В молодости, в точном соответствии с полученным воспитанием, я чувствовал себя русским советским человеком — не идейным (затхлость системы была слишком наглядна), а стихийным; в комсомол записался уже на работе, нехотя, для поступления в вуз. Отец, престранный человек, кроткий, немногословный, совершенно равнодушный к политике, мною не занимался. Ему довелось жить в Германии во времена великой депрессии, он видел инженеров, просивших милостыню, — и вернулся в Россию; во времена сталинских репрессий хлебнул страху, уцелел, скорее всего, как человек беспартийный и совершенно не амбициозный. Воспитание шло от матери. Та гордилась своим отцом-большевиком; она задавала тон в семье. Спасибо ей и отцу: речь у них была правильная; бабушке, читавшей дошкольнику Дюма, тоже спасибо; этим культурное влияние семьи исчерпывалось.
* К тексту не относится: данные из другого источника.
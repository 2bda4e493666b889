//! Employee entity model.

use chrono::{DateTime, NaiveDate, Utc};
use serde::{Deserialize, Serialize};
use sqlx::FromRow;

use crate::user::User;

/// Staff profile bound 1:1 to a user account.
#[derive(Debug, Clone, PartialEq, Serialize, Deserialize, FromRow)]
pub struct Employee {
    /// Unique employee identifier.
    pub id: i64,
    /// The linked user account.
    pub user_id: i64,
    /// Job title.
    pub job_title: Option<String>,
    /// Date the employee joined.
    pub joined_at: Option<NaiveDate>,
    /// When the employee was created.
    pub created_at: DateTime<Utc>,
    /// When the employee was last updated.
    pub updated_at: DateTime<Utc>,
}

/// An employee with its user account loaded.
#[derive(Debug, Clone, PartialEq, Serialize, Deserialize)]
pub struct EmployeeWithUser {
    /// The employee row.
    #[serde(flatten)]
    pub employee: Employee,
    /// The linked user account.
    pub user: User,
}

/// Data required to create a new employee row.
#[derive(Debug, Clone)]
pub struct NewEmployee {
    /// The linked user account.
    pub user_id: i64,
    /// Job title.
    pub job_title: Option<String>,
    /// Date the employee joined.
    pub joined_at: Option<NaiveDate>,
}

/// A partial update to an employee row.
#[derive(Debug, Clone, Default)]
pub struct EmployeeChanges {
    /// New job title.
    pub job_title: Option<String>,
    /// New join date.
    pub joined_at: Option<NaiveDate>,
}
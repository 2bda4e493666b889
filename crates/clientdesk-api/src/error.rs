//! Maps domain `AppError` to HTTP responses through the [`ApiError`] wrapper.

use axum::Json;
use axum::http::StatusCode;
use axum::response::{IntoResponse, Response};
use serde::{Deserialize, Serialize};

use clientdesk_core::error::{AppError, ErrorKind, FieldErrors};

/// Standard API error response body.
#[derive(Debug, Clone, Serialize, Deserialize)]
pub struct ApiErrorResponse {
    /// Machine-readable error code.
    pub error: String,
    /// Human-readable message.
    pub message: String,
    /// Per-field messages for validation failures.
    #[serde(skip_serializing_if = "Option::is_none")]
    pub errors: Option<FieldErrors>,
}

/// Status code and error code for an error kind.
pub fn status_for(kind: ErrorKind) -> (StatusCode, &'static str) {
    match kind {
        ErrorKind::Validation => (StatusCode::UNPROCESSABLE_ENTITY, "VALIDATION_ERROR"),
        ErrorKind::Authentication => (StatusCode::UNAUTHORIZED, "UNAUTHORIZED"),
        ErrorKind::Authorization => (StatusCode::FORBIDDEN, "FORBIDDEN"),
        ErrorKind::NotFound => (StatusCode::NOT_FOUND, "NOT_FOUND"),
        ErrorKind::Conflict => (StatusCode::CONFLICT, "CONFLICT"),
        ErrorKind::Internal
        | ErrorKind::Database
        | ErrorKind::Configuration
        | ErrorKind::Serialization => (StatusCode::INTERNAL_SERVER_ERROR, "INTERNAL_ERROR"),
    }
}

/// An `AppError` on its way out as an HTTP response.
///
/// Handlers return `Result<_, ApiError>`; `?` on any `AppResult` converts.
#[derive(Debug)]
pub struct ApiError(pub AppError);

impl From<AppError> for ApiError {
    fn from(err: AppError) -> Self {
        Self(err)
    }
}

impl IntoResponse for ApiError {
    fn into_response(self) -> Response {
        let ApiError(err) = self;
        let (status, error_code) = status_for(err.kind);

        let message = if status.is_server_error() {
            tracing::error!(kind = %err.kind, error = %err.message, source = ?err.source, "Internal server error");
            "Internal server error".to_string()
        } else {
            err.message
        };

        let body = ApiErrorResponse {
            error: error_code.to_string(),
            message,
            errors: err.field_errors,
        };

        (status, Json(body)).into_response()
    }
}
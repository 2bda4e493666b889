//! Auth handlers: login, logout, current user.

use axum::Json;
use axum::extract::State;

use clientdesk_core::error::{AppError, ErrorKind};
use clientdesk_entity::user::User;

use crate::dto::request::LoginRequest;
use crate::dto::response::{LoginResponse, MessageResponse};
use crate::error::ApiError;
use crate::extractors::{AuthUser, ValidatedJson};
use crate::state::AppState;

/// POST /api/login
pub async fn login(
    State(state): State<AppState>,
    ValidatedJson(req): ValidatedJson<LoginRequest>,
) -> Result<Json<LoginResponse>, ApiError> {
    let result = state
        .session_manager
        .login(&req.email, &req.password)
        .await
        .map_err(|e| match e.kind {
            ErrorKind::Authentication => AppError::authentication("Invalid email or password"),
            _ => e,
        })?;

    Ok(Json(LoginResponse {
        role: result.user.role,
        user: result.user,
        token: result.token.token,
    }))
}

/// POST /api/logout
///
/// Revokes every session of the caller, not only the current one.
pub async fn logout(
    State(state): State<AppState>,
    auth: AuthUser,
) -> Result<Json<MessageResponse>, ApiError> {
    state.session_manager.logout(auth.user_id).await?;
    Ok(Json(MessageResponse::new("Session closed")))
}

/// GET /api/user
pub async fn current_user(
    State(state): State<AppState>,
    auth: AuthUser,
) -> Result<Json<User>, ApiError> {
    let mut uow = state.db.begin().await?;
    let user = uow
        .find_user(auth.user_id)
        .await?
        .ok_or_else(|| AppError::authentication("Unauthenticated."))?;
    Ok(Json(user))
}
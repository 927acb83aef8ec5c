/// Filesystem helpers shared by the directory handle.
pub mod fs {
    use std::fs::{self, OpenOptions};

    use anyhow::{Context, Result};
    use camino::Utf8Path;

    /// Ensure a directory exists, creating it recursively if needed.
    pub fn ensure_dir(path: &Utf8Path) -> Result<()> {
        if !path.is_dir() {
            fs::create_dir_all(path).with_context(|| format!("creating directory {}", path))?;
            tracing::debug!(%path, "created directory");
        }
        Ok(())
    }

    /// Ensure the parent chain of `path` exists.
    pub fn ensure_parent(path: &Utf8Path) -> Result<()> {
        match path.parent() {
            Some(parent) if !parent.as_str().is_empty() => ensure_dir(parent),
            _ => Ok(()),
        }
    }

    /// Create an empty file if `path` is absent. Existing content is left alone.
    pub fn touch(path: &Utf8Path) -> Result<()> {
        OpenOptions::new()
            .create(true)
            .append(true)
            .open(path)
            .with_context(|| format!("creating {}", path))?;
        Ok(())
    }

    #[cfg(test)]
    mod tests {
        use super::*;
        use camino::Utf8PathBuf;

        fn scratch() -> (tempfile::TempDir, Utf8PathBuf) {
            let tmp = tempfile::tempdir().unwrap();
            let root = Utf8PathBuf::from_path_buf(tmp.path().to_path_buf()).unwrap();
            (tmp, root)
        }

        #[test]
        fn ensure_dir_creates_nested_and_is_idempotent() {
            let (_tmp, root) = scratch();
            let nested = root.join("a").join("b");
            ensure_dir(&nested).unwrap();
            ensure_dir(&nested).unwrap();
            assert!(nested.is_dir());
        }

        #[test]
        fn touch_keeps_existing_content() {
            let (_tmp, root) = scratch();
            let file = root.join("notes.txt");
            fs::write(&file, "keep me").unwrap();
            touch(&file).unwrap();
            assert_eq!(fs::read_to_string(&file).unwrap(), "keep me");
        }

        #[test]
        fn ensure_parent_of_bare_name_is_noop() {
            ensure_parent(Utf8Path::new("file.txt")).unwrap();
        }
    }
}
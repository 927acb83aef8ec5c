use std::fs;

use anyhow::{Context, Result};
use camino::{Utf8Path, Utf8PathBuf};
use chrono::NaiveDateTime;
use serde::Deserialize;

use crate::slug::SlugStyle;

pub const DEFAULT_ROOT_DIR: &str = "logs";

/// Everything that decides where a [`LogDir`](crate::LogDir) lands.
///
/// Can be built in code or loaded from a TOML file, e.g.
///
/// ```toml
/// root_dir = "runs"
/// uuid = true
///
/// [slug]
/// style = "full"
/// separator = "_"
/// max_length = 40
/// ```
#[derive(Debug, Clone, Deserialize)]
#[serde(default)]
pub struct LogDirConfig {
    /// Parent of auto-named directories; created if missing.
    pub root_dir: Utf8PathBuf,
    /// Use this directory as-is instead of generating a name.
    pub custom_dir: Option<Utf8PathBuf>,
    pub slug: SlugStyle,
    /// Append a random UUID so two runs in the same second never share a directory.
    pub uuid: bool,
    /// Fixed creation time. `None` samples the local clock once at construction.
    #[serde(skip)]
    pub created_at: Option<NaiveDateTime>,
}

impl Default for LogDirConfig {
    fn default() -> Self {
        Self {
            root_dir: Utf8PathBuf::from(DEFAULT_ROOT_DIR),
            custom_dir: None,
            slug: SlugStyle::default(),
            uuid: false,
            created_at: None,
        }
    }
}

impl LogDirConfig {
    pub fn with_root(root_dir: impl Into<Utf8PathBuf>) -> Self {
        Self {
            root_dir: root_dir.into(),
            ..Self::default()
        }
    }

    pub fn with_custom_dir(custom_dir: impl Into<Utf8PathBuf>) -> Self {
        Self {
            custom_dir: Some(custom_dir.into()),
            ..Self::default()
        }
    }
}

/// Load a configuration file from disk and deserialize it.
pub fn load_from_path(path: &Utf8Path) -> Result<LogDirConfig> {
    let raw = fs::read_to_string(path).with_context(|| format!("reading config {}", path))?;
    toml::from_str(&raw).with_context(|| format!("parsing config {}", path))
}

#[cfg(test)]
mod tests {
    use super::*;
    use crate::slug::SlugOptions;

    #[test]
    fn empty_document_gives_defaults() {
        let cfg: LogDirConfig = toml::from_str("").unwrap();
        assert_eq!(cfg.root_dir, DEFAULT_ROOT_DIR);
        assert_eq!(cfg.custom_dir, None);
        assert_eq!(cfg.slug, SlugStyle::Simple);
        assert!(!cfg.uuid);
    }

    #[test]
    fn load_full_slug_section() {
        let tmp = tempfile::tempdir().unwrap();
        let path = Utf8PathBuf::from_path_buf(tmp.path().join("logdir.toml")).unwrap();
        fs::write(
            &path,
            r#"root_dir = "runs"
uuid = true

[slug]
style = "full"
separator = "_"
max_length = 40
"#,
        )
        .unwrap();

        let cfg = load_from_path(&path).unwrap();
        assert_eq!(cfg.root_dir, "runs");
        assert!(cfg.uuid);
        assert_eq!(
            cfg.slug,
            SlugStyle::Full(SlugOptions {
                separator: "_".into(),
                max_length: Some(40),
                ..Default::default()
            })
        );
    }

    #[test]
    fn missing_file_reports_path() {
        let err = load_from_path(Utf8Path::new("/definitely/not/here.toml")).unwrap_err();
        assert!(err.to_string().contains("/definitely/not/here.toml"));
    }
}
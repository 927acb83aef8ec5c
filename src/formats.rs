use camino::Utf8Path;
use serde::Serialize;

use crate::error::SaveError;

/// Serialization formats understood by `save_data`.
#[derive(Debug, Clone, Copy, PartialEq, Eq)]
pub enum DataFormat {
    Json,
    Yaml,
    Toml,
    /// Opaque binary encoding of the value (`bincode`).
    Binary,
}

/// Extension routing table. Lookups are case-sensitive.
pub const FORMATS: &[(&str, DataFormat)] = &[
    ("json", DataFormat::Json),
    ("yml", DataFormat::Yaml),
    ("yaml", DataFormat::Yaml),
    ("toml", DataFormat::Toml),
    ("pkl", DataFormat::Binary),
    ("pickle", DataFormat::Binary),
];

impl DataFormat {
    pub fn from_extension(extension: &str) -> Result<Self, SaveError> {
        FORMATS
            .iter()
            .find(|(ext, _)| *ext == extension)
            .map(|(_, format)| *format)
            .ok_or_else(|| SaveError::UnsupportedFormat {
                extension: extension.to_owned(),
                supported: supported_extensions(),
            })
    }

    /// Pick a format from the text after the last dot of the file name.
    pub fn from_path(path: &Utf8Path) -> Result<Self, SaveError> {
        let extension = path
            .file_name()
            .and_then(|name| name.rsplit_once('.'))
            .map(|(_, ext)| ext)
            .unwrap_or("");
        Self::from_extension(extension)
    }

    pub fn as_str(&self) -> &'static str {
        match self {
            DataFormat::Json => "json",
            DataFormat::Yaml => "yaml",
            DataFormat::Toml => "toml",
            DataFormat::Binary => "binary",
        }
    }

    /// Encode `value` in this format. Nothing touches the disk until this succeeds.
    pub fn encode<T: Serialize + ?Sized>(&self, value: &T) -> Result<Vec<u8>, SaveError> {
        let fail = |message: String| SaveError::Serialize {
            format: self.as_str(),
            message,
        };
        match self {
            DataFormat::Json => {
                let mut text = serde_json::to_string_pretty(value).map_err(|e| fail(e.to_string()))?;
                text.push('\n');
                Ok(text.into_bytes())
            }
            DataFormat::Yaml => serde_yaml::to_string(value)
                .map(String::into_bytes)
                .map_err(|e| fail(e.to_string())),
            DataFormat::Toml => toml::to_string_pretty(value)
                .map(String::into_bytes)
                .map_err(|e| fail(e.to_string())),
            DataFormat::Binary => bincode::serialize(value).map_err(|e| fail(e.to_string())),
        }
    }
}

fn supported_extensions() -> String {
    FORMATS
        .iter()
        .map(|(ext, _)| *ext)
        .collect::<Vec<_>>()
        .join(", ")
}

#[cfg(test)]
mod tests {
    use super::*;
    use std::collections::BTreeMap;

    #[test]
    fn routes_known_extensions() {
        assert_eq!(DataFormat::from_extension("json").unwrap(), DataFormat::Json);
        assert_eq!(DataFormat::from_extension("yml").unwrap(), DataFormat::Yaml);
        assert_eq!(DataFormat::from_extension("yaml").unwrap(), DataFormat::Yaml);
        assert_eq!(DataFormat::from_extension("toml").unwrap(), DataFormat::Toml);
        assert_eq!(DataFormat::from_extension("pkl").unwrap(), DataFormat::Binary);
        assert_eq!(DataFormat::from_extension("pickle").unwrap(), DataFormat::Binary);
    }

    #[test]
    fn extension_lookup_is_case_sensitive() {
        let err = DataFormat::from_extension("JSON").unwrap_err();
        assert!(matches!(err, SaveError::UnsupportedFormat { ref extension, .. } if extension == "JSON"));
    }

    #[test]
    fn from_path_uses_last_dot() {
        let path = Utf8Path::new("nested.dir/config.backup.yaml");
        assert_eq!(DataFormat::from_path(path).unwrap(), DataFormat::Yaml);
        assert!(DataFormat::from_path(Utf8Path::new("nested.json/Makefile")).is_err());
    }

    #[test]
    fn json_output_is_pretty_with_newline() {
        let data: BTreeMap<&str, i32> = [("a", 1)].into_iter().collect();
        let out = DataFormat::Json.encode(&data).unwrap();
        assert_eq!(String::from_utf8(out).unwrap(), "{\n  \"a\": 1\n}\n");
    }

    #[test]
    fn toml_rejects_non_table_values() {
        let err = DataFormat::Toml.encode(&42).unwrap_err();
        assert!(matches!(err, SaveError::Serialize { format: "toml", .. }));
    }
}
Мелкие конфликты с комсомольскими и партийными функционерами начались у меня рано, еще в Гипроникеле, где одна выходка чудом сошла мне с рук (она описана в моих ), но всё это не имело ничего общего с диссидентством или борьбой с режимом. Летом 1966 года, после третьего курса, как «наш поэт» в составе комсомольского студенческого строительного отряда ЛПИ, я ездил в Чехословакию, откуда, к последующему моему стыду, вывез неприязнь к чехам и полное непонимание их гнева.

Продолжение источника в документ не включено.